Collected data entries –
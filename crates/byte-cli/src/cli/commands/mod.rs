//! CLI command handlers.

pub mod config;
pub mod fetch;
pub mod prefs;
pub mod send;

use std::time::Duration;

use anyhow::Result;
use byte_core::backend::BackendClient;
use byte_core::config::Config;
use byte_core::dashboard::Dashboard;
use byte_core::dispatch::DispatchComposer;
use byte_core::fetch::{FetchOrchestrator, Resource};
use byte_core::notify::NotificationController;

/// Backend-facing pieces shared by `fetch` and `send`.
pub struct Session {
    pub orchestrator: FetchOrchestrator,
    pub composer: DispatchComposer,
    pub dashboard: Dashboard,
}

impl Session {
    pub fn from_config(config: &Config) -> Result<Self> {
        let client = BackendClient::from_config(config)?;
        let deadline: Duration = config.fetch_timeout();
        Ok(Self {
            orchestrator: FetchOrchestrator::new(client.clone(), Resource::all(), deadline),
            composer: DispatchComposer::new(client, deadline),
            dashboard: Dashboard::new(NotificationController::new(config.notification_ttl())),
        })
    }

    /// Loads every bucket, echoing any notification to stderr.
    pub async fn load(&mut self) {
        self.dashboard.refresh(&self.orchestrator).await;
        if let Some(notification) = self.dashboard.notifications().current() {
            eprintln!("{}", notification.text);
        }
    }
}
--
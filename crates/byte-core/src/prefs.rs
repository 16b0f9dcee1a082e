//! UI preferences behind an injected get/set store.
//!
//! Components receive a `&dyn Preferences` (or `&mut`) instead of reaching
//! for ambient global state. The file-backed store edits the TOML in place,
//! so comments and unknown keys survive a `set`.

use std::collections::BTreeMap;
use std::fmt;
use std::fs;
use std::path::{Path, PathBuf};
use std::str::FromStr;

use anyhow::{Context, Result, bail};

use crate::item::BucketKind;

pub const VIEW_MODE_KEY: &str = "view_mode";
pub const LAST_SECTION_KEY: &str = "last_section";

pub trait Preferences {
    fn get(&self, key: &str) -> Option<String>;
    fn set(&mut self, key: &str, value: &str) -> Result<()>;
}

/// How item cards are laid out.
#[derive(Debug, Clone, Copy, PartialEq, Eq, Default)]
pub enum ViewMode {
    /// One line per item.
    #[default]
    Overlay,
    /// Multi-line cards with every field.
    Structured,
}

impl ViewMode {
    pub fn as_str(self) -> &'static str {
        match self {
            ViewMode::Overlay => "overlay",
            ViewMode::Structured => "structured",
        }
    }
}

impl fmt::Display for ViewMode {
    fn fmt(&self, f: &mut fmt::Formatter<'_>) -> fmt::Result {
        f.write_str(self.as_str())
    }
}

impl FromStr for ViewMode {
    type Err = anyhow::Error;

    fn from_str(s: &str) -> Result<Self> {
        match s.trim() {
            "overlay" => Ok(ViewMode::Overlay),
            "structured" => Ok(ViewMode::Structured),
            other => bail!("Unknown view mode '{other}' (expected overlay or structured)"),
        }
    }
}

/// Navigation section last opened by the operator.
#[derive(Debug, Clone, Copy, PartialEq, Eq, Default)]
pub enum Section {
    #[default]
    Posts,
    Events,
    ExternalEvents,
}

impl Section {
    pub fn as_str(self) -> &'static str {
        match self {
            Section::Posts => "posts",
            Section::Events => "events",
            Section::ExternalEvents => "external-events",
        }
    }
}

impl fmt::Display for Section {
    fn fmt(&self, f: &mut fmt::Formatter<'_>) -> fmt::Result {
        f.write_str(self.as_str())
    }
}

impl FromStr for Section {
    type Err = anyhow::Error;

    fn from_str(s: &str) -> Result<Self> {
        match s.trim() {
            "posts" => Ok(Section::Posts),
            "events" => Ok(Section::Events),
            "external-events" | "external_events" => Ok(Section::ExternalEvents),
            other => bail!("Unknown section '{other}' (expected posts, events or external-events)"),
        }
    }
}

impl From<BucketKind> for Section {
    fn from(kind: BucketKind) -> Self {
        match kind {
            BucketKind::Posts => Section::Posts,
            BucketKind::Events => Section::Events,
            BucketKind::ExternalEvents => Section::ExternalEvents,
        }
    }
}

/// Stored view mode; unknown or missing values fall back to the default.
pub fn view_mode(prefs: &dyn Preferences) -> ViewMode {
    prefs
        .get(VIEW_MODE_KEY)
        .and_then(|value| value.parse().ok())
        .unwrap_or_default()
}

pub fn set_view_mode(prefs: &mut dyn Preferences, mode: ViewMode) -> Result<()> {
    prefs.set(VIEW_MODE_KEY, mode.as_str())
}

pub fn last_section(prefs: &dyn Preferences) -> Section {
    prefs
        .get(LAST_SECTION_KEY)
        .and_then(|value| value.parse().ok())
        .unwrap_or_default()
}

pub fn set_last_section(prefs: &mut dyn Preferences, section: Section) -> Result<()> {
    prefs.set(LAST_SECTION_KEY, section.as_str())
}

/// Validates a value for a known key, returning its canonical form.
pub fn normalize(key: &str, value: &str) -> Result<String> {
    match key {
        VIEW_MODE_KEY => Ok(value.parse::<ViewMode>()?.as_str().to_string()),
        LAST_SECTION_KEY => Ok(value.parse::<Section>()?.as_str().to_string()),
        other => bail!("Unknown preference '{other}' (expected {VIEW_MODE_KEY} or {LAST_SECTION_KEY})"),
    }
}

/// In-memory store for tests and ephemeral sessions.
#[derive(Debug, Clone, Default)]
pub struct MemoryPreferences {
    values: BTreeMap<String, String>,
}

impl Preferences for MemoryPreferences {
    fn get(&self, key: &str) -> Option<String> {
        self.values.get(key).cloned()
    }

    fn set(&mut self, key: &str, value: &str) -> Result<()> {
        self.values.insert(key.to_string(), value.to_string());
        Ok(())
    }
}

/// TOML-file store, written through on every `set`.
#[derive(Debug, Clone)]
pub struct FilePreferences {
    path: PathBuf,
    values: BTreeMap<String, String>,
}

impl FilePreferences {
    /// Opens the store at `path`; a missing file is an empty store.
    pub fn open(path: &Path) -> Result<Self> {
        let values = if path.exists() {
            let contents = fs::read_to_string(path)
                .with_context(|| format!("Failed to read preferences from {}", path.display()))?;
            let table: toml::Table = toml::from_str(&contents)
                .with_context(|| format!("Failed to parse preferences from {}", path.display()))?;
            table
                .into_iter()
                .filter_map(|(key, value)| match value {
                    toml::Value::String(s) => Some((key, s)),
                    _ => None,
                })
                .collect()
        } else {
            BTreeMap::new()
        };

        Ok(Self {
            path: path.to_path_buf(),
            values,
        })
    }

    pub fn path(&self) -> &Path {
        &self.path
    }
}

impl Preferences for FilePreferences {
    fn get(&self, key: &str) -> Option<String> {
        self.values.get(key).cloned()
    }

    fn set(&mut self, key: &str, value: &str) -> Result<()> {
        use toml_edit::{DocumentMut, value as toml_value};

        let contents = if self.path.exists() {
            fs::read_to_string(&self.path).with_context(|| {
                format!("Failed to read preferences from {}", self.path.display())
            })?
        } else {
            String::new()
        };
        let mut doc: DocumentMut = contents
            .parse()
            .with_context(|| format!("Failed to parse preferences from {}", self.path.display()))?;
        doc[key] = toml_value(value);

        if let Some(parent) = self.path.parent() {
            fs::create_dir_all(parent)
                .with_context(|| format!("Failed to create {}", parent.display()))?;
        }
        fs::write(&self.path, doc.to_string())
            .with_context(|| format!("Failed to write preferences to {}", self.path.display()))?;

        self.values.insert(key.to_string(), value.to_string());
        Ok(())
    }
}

AIM OF THE EXERCISE – Your answer should be only the number of lines in the records that hold the word "BTreeMap".

OUTPUT OF THE TASK – 4